On World AIDS Day I am grateful for all the activists who fought hard for access to the life saving medication which keeps me, and many hundreds of thousands of others, alive today. I also remember the thousands of men and woman who didn’t live long enough to benefit from the medication.
I cheered American Playwright Larry Cramer’s notion of throwing fake blood in public places to protest against the bureaucratic paralysis and the apathy surrounding HIV; and those activists who stood up at the early HIV conferences in Australia and called the Health Minister a murderer. If it were not for Texas Electrician Ron Woodroof who set up the Dallas Buyers Club and his Australian counterpart, composer Lyle Chan, many more people would have died.
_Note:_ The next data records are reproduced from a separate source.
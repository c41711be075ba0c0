use thiserror::Error;

#[derive(Error, Debug)]
pub enum GatewayError {
    /// Collaborator unreachable or the connection failed mid-response.
    #[error("Transport error: {0}")]
    Transport(String),

    /// Collaborator answered with a non-200 status code.
    #[error("Upstream rejected request with status {0}")]
    UpstreamRejected(u16),

    #[error("Invalid request: {0}")]
    InvalidRequest(String),

    #[error("Decode error: {0}")]
    Decode(String),

    #[error("Configuration error: {0}")]
    Configuration(String),
}

impl From<serde_json::Error> for GatewayError {
    fn from(err: serde_json::Error) -> Self {
        GatewayError::Decode(err.to_string())
    }
}

pub type Result<T> = std::result::Result<T, GatewayError>;
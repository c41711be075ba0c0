pub mod cache;
pub mod config;
pub mod error;
pub mod merge;
pub mod model;
pub mod status;

pub use cache::*;
pub use config::{
    CoordinatorConfig, GatewaySettings, LoggingConfig, ServerConfig, UpstreamConfig,
};
pub use error::*;
pub use merge::{merge, merge_with_table, project_stats, MergeOutcome};
pub use model::*;
pub use status::*;
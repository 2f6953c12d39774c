pub mod aws;
pub mod config;
pub mod logging;

pub use aws::load_sdk_config;
pub use self::config::{Config, Environment, InstanceConfig};
pub use logging::init_logging;
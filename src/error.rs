use std::path::PathBuf;

/// Fehler des Runbooks. Remote-Fehler werden unverändert durchgereicht.
#[derive(Debug, thiserror::Error)]
pub enum RunbookError {
    #[error("{service} {operation} failed: {message}")]
    Remote {
        service: &'static str,
        operation: &'static str,
        message: String,
    },

    #[error("{service} {operation} returned no {field}")]
    MissingField {
        service: &'static str,
        operation: &'static str,
        field: &'static str,
    },

    #[error("failed to read {path}: {source}")]
    SettingsRead {
        path: PathBuf,
        #[source]
        source: std::io::Error,
    },

    #[error("failed to parse {path}: {source}")]
    SettingsParse {
        path: PathBuf,
        #[source]
        source: serde_json::Error,
    },

    #[error("failed to serialize request payload: {0}")]
    Serialize(#[from] serde_json::Error),

    #[error("invalid configuration: {0}")]
    Config(#[from] config::ConfigError),

    #[error("environment '{environment}' has no {field} configured")]
    MissingArn {
        environment: String,
        field: &'static str,
    },

    #[error("--assume-role given but no [assume_role] section is configured")]
    MissingRole,
}

impl RunbookError {
    /// Wrap an SDK error with its full context chain.
    pub fn remote(
        service: &'static str,
        operation: &'static str,
        message: impl Into<String>,
    ) -> Self {
        RunbookError::Remote {
            service,
            operation,
            message: message.into(),
        }
    }
}

pub type Result<T> = std::result::Result<T, RunbookError>;
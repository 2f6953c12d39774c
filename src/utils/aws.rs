use crate::credentials::TemporaryCredentials;
use aws_config::{BehaviorVersion, Region, SdkConfig};

/// Lade AWS SDK Config für die Region.
///
/// Ohne Credentials greift die Default-Chain (Env, Profile, Instance Role).
pub async fn load_sdk_config(
    region: &str,
    credentials: Option<TemporaryCredentials>,
) -> SdkConfig {
    let loader =
        aws_config::defaults(BehaviorVersion::latest()).region(Region::new(region.to_string()));

    match credentials {
        Some(credentials) => loader.credentials_provider(credentials.into_provider()).load().await,
        None => loader.load().await,
    }
}
use crate::dms::models::{
    EndpointRequest, EndpointSummary, InstanceSummary, ReplicationInstanceRequest,
    ReplicationTaskRequest, ResourceTag, StartTaskRequest, TaskSummary,
};
use crate::error::{Result, RunbookError};
use async_trait::async_trait;
use aws_config::SdkConfig;
use aws_sdk_databasemigration::error::DisplayErrorContext;
use aws_sdk_databasemigration::primitives::DateTime;
use aws_sdk_databasemigration::types::{
    DmsSslModeValue, Endpoint, MigrationTypeValue, PostgreSqlSettings, ReplicationEndpointTypeValue,
    ReplicationInstance, ReplicationTask, StartReplicationTaskTypeValue, Tag,
};
use aws_sdk_databasemigration::Client;

/// DMS Administrations-API. Jede Methode ist genau ein Remote Call.
#[cfg_attr(test, mockall::automock)]
#[async_trait]
pub trait MigrationService: Send + Sync {
    async fn create_replication_instance(
        &self,
        request: &ReplicationInstanceRequest,
    ) -> Result<InstanceSummary>;
    async fn delete_replication_instance(&self, instance_arn: &str) -> Result<InstanceSummary>;
    async fn create_endpoint(&self, request: &EndpointRequest) -> Result<EndpointSummary>;
    async fn delete_endpoint(&self, endpoint_arn: &str) -> Result<EndpointSummary>;
    async fn describe_endpoints(&self) -> Result<Vec<EndpointSummary>>;
    async fn create_replication_task(
        &self,
        request: &ReplicationTaskRequest,
    ) -> Result<TaskSummary>;
    async fn delete_replication_task(&self, task_arn: &str) -> Result<TaskSummary>;
    async fn describe_replication_tasks(&self) -> Result<Vec<TaskSummary>>;
    async fn start_replication_task(&self, request: &StartTaskRequest) -> Result<TaskSummary>;
    async fn stop_replication_task(&self, task_arn: &str) -> Result<TaskSummary>;
}

/// AWS DMS Client
pub struct DmsClient {
    client: Client,
}

impl DmsClient {
    pub fn new(config: &SdkConfig) -> Self {
        Self {
            client: Client::new(config),
        }
    }
}

fn remote<E: std::error::Error>(operation: &'static str) -> impl FnOnce(E) -> RunbookError {
    move |e| RunbookError::remote("dms", operation, DisplayErrorContext(&e).to_string())
}

fn missing(operation: &'static str, field: &'static str) -> RunbookError {
    RunbookError::MissingField {
        service: "dms",
        operation,
        field,
    }
}

fn to_sdk_tags(tags: &[ResourceTag]) -> Vec<Tag> {
    tags.iter()
        .map(|t| {
            Tag::builder()
                .key(&t.key)
                .value(&t.value)
                .resource_arn(&t.resource_arn)
                .build()
        })
        .collect()
}

fn to_sdk_time(time: Option<chrono::DateTime<chrono::Utc>>) -> Option<DateTime> {
    time.map(|t| DateTime::from_secs_and_nanos(t.timestamp(), t.timestamp_subsec_nanos()))
}

#[async_trait]
impl MigrationService for DmsClient {
    async fn create_replication_instance(
        &self,
        request: &ReplicationInstanceRequest,
    ) -> Result<InstanceSummary> {
        let response = self
            .client
            .create_replication_instance()
            .replication_instance_identifier(&request.identifier)
            .allocated_storage(request.allocated_storage)
            .replication_instance_class(&request.instance_class)
            .set_vpc_security_group_ids(Some(request.vpc_security_group_ids.clone()))
            .availability_zone(&request.availability_zone)
            .replication_subnet_group_identifier(&request.subnet_group)
            .multi_az(request.multi_az)
            .engine_version(&request.engine_version)
            .auto_minor_version_upgrade(request.auto_minor_version_upgrade)
            .set_tags(Some(to_sdk_tags(&request.tags)))
            .publicly_accessible(request.publicly_accessible)
            .send()
            .await
            .map_err(remote("CreateReplicationInstance"))?;

        response
            .replication_instance()
            .map(InstanceSummary::from)
            .ok_or_else(|| missing("CreateReplicationInstance", "ReplicationInstance"))
    }

    async fn delete_replication_instance(&self, instance_arn: &str) -> Result<InstanceSummary> {
        let response = self
            .client
            .delete_replication_instance()
            .replication_instance_arn(instance_arn)
            .send()
            .await
            .map_err(remote("DeleteReplicationInstance"))?;

        response
            .replication_instance()
            .map(InstanceSummary::from)
            .ok_or_else(|| missing("DeleteReplicationInstance", "ReplicationInstance"))
    }

    async fn create_endpoint(&self, request: &EndpointRequest) -> Result<EndpointSummary> {
        let pg = &request.postgres_settings;
        let postgres_settings = PostgreSqlSettings::builder()
            .database_name(&pg.database_name)
            .port(pg.port)
            .server_name(&pg.server_name)
            .username(&pg.username)
            .password(&pg.password)
            .build();

        let response = self
            .client
            .create_endpoint()
            .endpoint_identifier(&request.identifier)
            .endpoint_type(ReplicationEndpointTypeValue::from(request.endpoint_type.as_str()))
            .engine_name(&request.engine_name)
            .username(&request.username)
            .password(&request.password)
            .server_name(&request.server_name)
            .port(request.port)
            .database_name(&request.database_name)
            .extra_connection_attributes(&request.extra_connection_attributes)
            .postgre_sql_settings(postgres_settings)
            .ssl_mode(DmsSslModeValue::from(request.ssl_mode.as_str()))
            .send()
            .await
            .map_err(remote("CreateEndpoint"))?;

        response
            .endpoint()
            .map(EndpointSummary::from)
            .ok_or_else(|| missing("CreateEndpoint", "Endpoint"))
    }

    async fn delete_endpoint(&self, endpoint_arn: &str) -> Result<EndpointSummary> {
        let response = self
            .client
            .delete_endpoint()
            .endpoint_arn(endpoint_arn)
            .send()
            .await
            .map_err(remote("DeleteEndpoint"))?;

        response
            .endpoint()
            .map(EndpointSummary::from)
            .ok_or_else(|| missing("DeleteEndpoint", "Endpoint"))
    }

    async fn describe_endpoints(&self) -> Result<Vec<EndpointSummary>> {
        let response = self
            .client
            .describe_endpoints()
            .send()
            .await
            .map_err(remote("DescribeEndpoints"))?;

        Ok(response.endpoints().iter().map(EndpointSummary::from).collect())
    }

    async fn create_replication_task(
        &self,
        request: &ReplicationTaskRequest,
    ) -> Result<TaskSummary> {
        let response = self
            .client
            .create_replication_task()
            .replication_task_identifier(&request.identifier)
            .source_endpoint_arn(&request.source_endpoint_arn)
            .target_endpoint_arn(&request.target_endpoint_arn)
            .replication_instance_arn(&request.replication_instance_arn)
            .migration_type(MigrationTypeValue::from(request.migration_type.as_str()))
            .table_mappings(&request.table_mappings)
            .replication_task_settings(&request.settings)
            .set_tags(Some(to_sdk_tags(&request.tags)))
            .set_cdc_start_time(to_sdk_time(request.cdc_start_time))
            .send()
            .await
            .map_err(remote("CreateReplicationTask"))?;

        response
            .replication_task()
            .map(TaskSummary::from)
            .ok_or_else(|| missing("CreateReplicationTask", "ReplicationTask"))
    }

    async fn delete_replication_task(&self, task_arn: &str) -> Result<TaskSummary> {
        let response = self
            .client
            .delete_replication_task()
            .replication_task_arn(task_arn)
            .send()
            .await
            .map_err(remote("DeleteReplicationTask"))?;

        response
            .replication_task()
            .map(TaskSummary::from)
            .ok_or_else(|| missing("DeleteReplicationTask", "ReplicationTask"))
    }

    async fn describe_replication_tasks(&self) -> Result<Vec<TaskSummary>> {
        let response = self
            .client
            .describe_replication_tasks()
            .send()
            .await
            .map_err(remote("DescribeReplicationTasks"))?;

        Ok(response.replication_tasks().iter().map(TaskSummary::from).collect())
    }

    async fn start_replication_task(&self, request: &StartTaskRequest) -> Result<TaskSummary> {
        let response = self
            .client
            .start_replication_task()
            .replication_task_arn(&request.task_arn)
            .start_replication_task_type(StartReplicationTaskTypeValue::from(
                request.start_type.as_str(),
            ))
            .set_cdc_start_time(to_sdk_time(request.cdc_start_time))
            .send()
            .await
            .map_err(remote("StartReplicationTask"))?;

        response
            .replication_task()
            .map(TaskSummary::from)
            .ok_or_else(|| missing("StartReplicationTask", "ReplicationTask"))
    }

    async fn stop_replication_task(&self, task_arn: &str) -> Result<TaskSummary> {
        let response = self
            .client
            .stop_replication_task()
            .replication_task_arn(task_arn)
            .send()
            .await
            .map_err(remote("StopReplicationTask"))?;

        response
            .replication_task()
            .map(TaskSummary::from)
            .ok_or_else(|| missing("StopReplicationTask", "ReplicationTask"))
    }
}

impl From<&ReplicationInstance> for InstanceSummary {
    fn from(instance: &ReplicationInstance) -> Self {
        Self {
            arn: instance.replication_instance_arn().map(str::to_string),
            identifier: instance.replication_instance_identifier().map(str::to_string),
            instance_class: instance.replication_instance_class().map(str::to_string),
            status: instance.replication_instance_status().map(str::to_string),
        }
    }
}

impl From<&Endpoint> for EndpointSummary {
    fn from(endpoint: &Endpoint) -> Self {
        Self {
            arn: endpoint.endpoint_arn().map(str::to_string),
            identifier: endpoint.endpoint_identifier().map(str::to_string),
            endpoint_type: endpoint.endpoint_type().map(|t| t.as_str().to_string()),
            engine_name: endpoint.engine_name().map(str::to_string),
            server_name: endpoint.server_name().map(str::to_string),
            status: endpoint.status().map(str::to_string),
        }
    }
}

impl From<&ReplicationTask> for TaskSummary {
    fn from(task: &ReplicationTask) -> Self {
        Self {
            arn: task.replication_task_arn().map(str::to_string),
            identifier: task.replication_task_identifier().map(str::to_string),
            migration_type: task.migration_type().map(|t| t.as_str().to_string()),
            status: task.status().map(str::to_string),
            last_failure_message: task.last_failure_message().map(str::to_string),
        }
    }
}
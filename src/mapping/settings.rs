use crate::error::{Result, RunbookError};
use serde_json::Value;
use std::path::Path;

/// ReplicationTaskSettings aus dms_settings.json, wird nicht verändert
#[derive(Debug, Clone, PartialEq)]
pub struct TaskSettings(Value);

impl TaskSettings {
    pub fn load(path: &Path) -> Result<Self> {
        let raw = std::fs::read_to_string(path).map_err(|source| RunbookError::SettingsRead {
            path: path.to_path_buf(),
            source,
        })?;

        let value = serde_json::from_str(&raw).map_err(|source| RunbookError::SettingsParse {
            path: path.to_path_buf(),
            source,
        })?;

        let settings = Self(value);
        tracing::debug!(
            path = %path.display(),
            sections = settings.section_count(),
            "Task settings loaded"
        );

        Ok(settings)
    }

    #[cfg(test)]
    pub fn from_value(value: Value) -> Self {
        Self(value)
    }

    pub fn as_value(&self) -> &Value {
        &self.0
    }

    /// Anzahl der Top-Level Sections (TargetMetadata, FullLoadSettings, ...)
    pub fn section_count(&self) -> usize {
        self.as_value().as_object().map_or(0, |sections| sections.len())
    }

    pub fn to_json(&self) -> Result<String> {
        Ok(serde_json::to_string(&self.0)?)
    }
}
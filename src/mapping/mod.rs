pub mod rules;
pub mod settings;

use crate::error::Result;
use crate::utils::Config;

pub use rules::TableMappings;
pub use settings::TaskSettings;

/// Statischer Teil eines Task Requests: Mappings + Settings
#[derive(Debug, Clone)]
pub struct TaskPayload {
    pub table_mappings: TableMappings,
    pub settings: TaskSettings,
}

impl TaskPayload {
    /// Einmal beim Start laden
    pub fn load(config: &Config) -> Result<Self> {
        let table_mappings = match &config.table_mappings_file {
            Some(path) => TableMappings::load(path)?,
            None => TableMappings::consortium(),
        };
        let settings = TaskSettings::load(&config.settings_file)?;

        tracing::info!(
            mapping_rules = table_mappings.rule_count(),
            settings_sections = settings.section_count(),
            "Task payload loaded"
        );

        Ok(Self {
            table_mappings,
            settings,
        })
    }
}
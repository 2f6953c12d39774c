use crate::error::Result;
use serde::Deserialize;
use std::collections::BTreeMap;
use std::path::{Path, PathBuf};

pub const DEFAULT_TASK_PREFIX: &str = "cms-performance-tbl-auto-consortium";

/// Hauptkonfiguration für das DMS Runbook
#[derive(Debug, Clone, Deserialize)]
pub struct Config {
    #[serde(default = "default_region")]
    pub aws_region: String,
    #[serde(default = "default_settings_file")]
    pub settings_file: PathBuf,
    /// Optional: Mapping-Datei aus dem DMS Wizard statt der eingebauten Regeln
    #[serde(default)]
    pub table_mappings_file: Option<PathBuf>,
    #[serde(default = "default_task_prefix")]
    pub task_identifier_prefix: String,
    #[serde(default)]
    pub log_dir: Option<PathBuf>,
    #[serde(default)]
    pub instance: InstanceConfig,
    #[serde(default)]
    pub assume_role: Option<AssumeRoleConfig>,
    #[serde(default)]
    pub environments: BTreeMap<String, EnvironmentConfig>,
}

/// Replication Instance Parameter (einmal angelegt, von allen Tasks genutzt)
#[derive(Debug, Clone, Deserialize)]
#[serde(default)]
pub struct InstanceConfig {
    pub identifier: String,
    pub arn: Option<String>,
    pub instance_class: String,
    pub allocated_storage: i32,
    pub vpc_security_group_ids: Vec<String>,
    pub availability_zone: String,
    pub subnet_group: String,
    pub multi_az: bool,
    pub engine_version: String,
    pub auto_minor_version_upgrade: bool,
}

impl Default for InstanceConfig {
    fn default() -> Self {
        Self {
            identifier: "cmsperformance".to_string(),
            arn: None,
            // dms.c5.xlarge geht auch, c4.large reicht aber
            instance_class: "dms.c4.large".to_string(),
            allocated_storage: 50,
            vpc_security_group_ids: vec!["sg-bcc371c6".to_string(), "sg-98dcc7fa".to_string()],
            availability_zone: "us-west-2a".to_string(),
            subnet_group: "default-vpc-1b322279".to_string(),
            multi_az: false,
            engine_version: "3.4.6".to_string(),
            auto_minor_version_upgrade: true,
        }
    }
}

#[derive(Debug, Clone, Deserialize)]
pub struct AssumeRoleConfig {
    pub role_arn: String,
    #[serde(default)]
    pub session_name: Option<String>,
}

impl AssumeRoleConfig {
    pub fn session_name(&self) -> String {
        self.session_name
            .clone()
            .unwrap_or_else(|| format!("dms-runbook-{}", uuid::Uuid::new_v4()))
    }
}

/// Pro-Environment Daten (dev/stage/prod). Fehlende Felder werden abgeleitet.
#[derive(Debug, Clone, Default, Deserialize)]
#[serde(default)]
pub struct EnvironmentConfig {
    pub endpoint_name: Option<String>,
    pub host_parameter: Option<String>,
    pub password_parameter: Option<String>,
    pub source_endpoint_arn: Option<String>,
    pub target_endpoint_arn: Option<String>,
    pub replication_instance_arn: Option<String>,
    pub task_arn: Option<String>,
}

/// Aufgelöstes Environment mit allen Defaults
#[derive(Debug, Clone, PartialEq)]
pub struct Environment {
    pub name: String,
    pub endpoint_name: String,
    pub host_parameter: String,
    pub password_parameter: String,
    pub source_endpoint_arn: Option<String>,
    pub target_endpoint_arn: Option<String>,
    pub replication_instance_arn: Option<String>,
    pub task_arn: Option<String>,
}

impl Config {
    /// Lade Config aus TOML-Datei (optional), .env und DMS_RUNBOOK_* Variablen
    pub fn load(path: &Path) -> Result<Self> {
        dotenvy::dotenv().ok();

        let settings = ::config::Config::builder()
            .add_source(::config::File::from(path).required(false))
            .add_source(
                ::config::Environment::with_prefix("DMS_RUNBOOK")
                    .prefix_separator("_")
                    .separator("__"),
            )
            .build()?;

        Ok(settings.try_deserialize()?)
    }

    /// Environment auflösen; unbekannte Namen bekommen die abgeleiteten Defaults
    pub fn environment(&self, name: &str) -> Environment {
        let configured = self.environments.get(name).cloned().unwrap_or_default();

        Environment {
            name: name.to_string(),
            endpoint_name: configured
                .endpoint_name
                .unwrap_or_else(|| format!("cms-{}-tbl-auto-consortium-cms", name)),
            host_parameter: configured
                .host_parameter
                .unwrap_or_else(|| format!("/apps/cms/db/cms-{}/host", name)),
            password_parameter: configured
                .password_parameter
                .unwrap_or_else(|| format!("/apps/cms/db/cms-{}/password", name)),
            source_endpoint_arn: configured.source_endpoint_arn,
            target_endpoint_arn: configured.target_endpoint_arn,
            replication_instance_arn: configured
                .replication_instance_arn
                .or_else(|| self.instance.arn.clone()),
            task_arn: configured.task_arn,
        }
    }
}

impl Default for Config {
    fn default() -> Self {
        Self {
            aws_region: default_region(),
            settings_file: default_settings_file(),
            table_mappings_file: None,
            task_identifier_prefix: default_task_prefix(),
            log_dir: None,
            instance: InstanceConfig::default(),
            assume_role: None,
            environments: BTreeMap::new(),
        }
    }
}

fn default_region() -> String {
    std::env::var("AWS_REGION").unwrap_or_else(|_| "us-west-2".to_string())
}

fn default_settings_file() -> PathBuf {
    PathBuf::from("dms_settings.json")
}

fn default_task_prefix() -> String {
    DEFAULT_TASK_PREFIX.to_string()
}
Similarly I champion the efforts of all those who are campaigning for fair access to effective hep C treatment and drawing attention to the inequality in access between countries.
So I am angered when I read articles like this one http://www.news-medical.net/health/Hepatitis-C-treatment-no-benefits-and-possible-harm.aspx from Ronald Koretz, M.D. of the UCLA school of medicine, suggesting hep C treatment might be harmful, and people with hepatitis C should wait for treatment if their liver disease is not severe.
This pathologising of hep C treatment ignores the psychological and emotional aspects of living with a highly stigmatised, infectious disease. Most people, even those with low grade liver damage, are symptomatic in some way eg fatigue, brain fog and cognition issues and some like me have other completely valid reasons for seeking immediate treatment.
There is much to learn in hep C from the history of HIV activism. We cannot not stay silent on any attempt to limit the access to DAAs or accept that we should wait for treatment.
The opinions expressed above are mine alone and do not necessarily reflect those of my employer.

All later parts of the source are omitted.